At this point I feel like I have failed in life. I clean him up and put some ointment on it and take care of the issue. I should have realized or learned from that point on that he was trying to tell me he had a problem, not just being fussy. Even though he could only cry at point he had different ones for frustrated, hurting, and angry.
I failed to understand what he was trying to tell me (luckily he still loved me) for over an hour. He both deteriorated to not really being kind and things fell apart on us.
At this point I think that I began to have a desire to really right this book that had come to mind earlier before he was born.
In the Beginning...
The most recent example of his displaying that he isn't happy came when last night he started hitting his mother and pulling her hair. We realized that he was doing this because he wanted her to play with him and not be laying down.

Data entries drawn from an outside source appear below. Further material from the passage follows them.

//! On-demand column classification.
//!
//! Derived from the schema after loading, never stored: a reclassification
//! (e.g. after the datetime inference pass rewrites a column) is just a
//! recomputation.

use polars::prelude::*;
use serde::Serialize;

/// Analysis kind of a column. Every column is exactly one of these.
#[derive(Debug, Clone, Copy, PartialEq, Eq, Serialize)]
#[serde(rename_all = "lowercase")]
pub enum ColumnKind {
    Numeric,
    Datetime,
    Categorical,
}

impl ColumnKind {
    pub fn as_str(self) -> &'static str {
        match self {
            ColumnKind::Numeric => "numeric",
            ColumnKind::Datetime => "datetime",
            ColumnKind::Categorical => "categorical",
        }
    }
}

/// Classify a dtype. Uses Polars' own numeric predicate so every integer and
/// float width is covered; Date and Datetime count as datetime; everything
/// else (strings, booleans, nested) is categorical.
pub fn classify(dtype: &DataType) -> ColumnKind {
    if dtype.is_numeric() {
        ColumnKind::Numeric
    } else if matches!(dtype, DataType::Date | DataType::Datetime(_, _)) {
        ColumnKind::Datetime
    } else {
        ColumnKind::Categorical
    }
}

/// Classification for every column of a frame, in column order.
pub fn column_kinds(df: &DataFrame) -> Vec<(String, ColumnKind)> {
    df.schema()
        .iter()
        .map(|(name, dtype)| (name.to_string(), classify(dtype)))
        .collect()
}

/// Names of the columns with the given kind, in column order.
pub fn columns_of_kind(df: &DataFrame, kind: ColumnKind) -> Vec<String> {
    column_kinds(df)
        .into_iter()
        .filter(|(_, k)| *k == kind)
        .map(|(name, _)| name)
        .collect()
}

#[cfg(test)]
mod tests {
    use super::*;

    #[test]
    fn test_classify_dtypes() {
        assert_eq!(classify(&DataType::Int64), ColumnKind::Numeric);
        assert_eq!(classify(&DataType::Float64), ColumnKind::Numeric);
        assert_eq!(classify(&DataType::UInt8), ColumnKind::Numeric);
        assert_eq!(classify(&DataType::Date), ColumnKind::Datetime);
        assert_eq!(
            classify(&DataType::Datetime(TimeUnit::Microseconds, None)),
            ColumnKind::Datetime
        );
        assert_eq!(classify(&DataType::String), ColumnKind::Categorical);
        assert_eq!(classify(&DataType::Boolean), ColumnKind::Categorical);
    }

    #[test]
    fn test_column_kinds_order() {
        let df = df!(
            "amount" => [1.5f64, 2.0],
            "label" => ["a", "b"]
        )
        .unwrap();
        let kinds = column_kinds(&df);
        assert_eq!(kinds.len(), 2);
        assert_eq!(kinds[0], ("amount".to_string(), ColumnKind::Numeric));
        assert_eq!(kinds[1], ("label".to_string(), ColumnKind::Categorical));
    }

    #[test]
    fn test_columns_of_kind() {
        let df = df!(
            "a" => [1i64, 2],
            "b" => ["x", "y"],
            "c" => [0.5f64, 1.5]
        )
        .unwrap();
        assert_eq!(
            columns_of_kind(&df, ColumnKind::Numeric),
            vec!["a".to_string(), "c".to_string()]
        );
        assert_eq!(
            columns_of_kind(&df, ColumnKind::Datetime),
            Vec::<String>::new()
        );
    }
}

He apparently doesn't like her to lay down because he thinks that all energy and effort should be given to him. Never mind that she is going to be having our second child at any moment and is incredibly uncomfortable.
He definetely likes to control us and what we do, he always like to get what he wants and more so to feel like he controls what is going on in his life. I can't blame him I try to do the same thing but in different ways now that I have learned that direct control of people like he tries isn't really something that works well.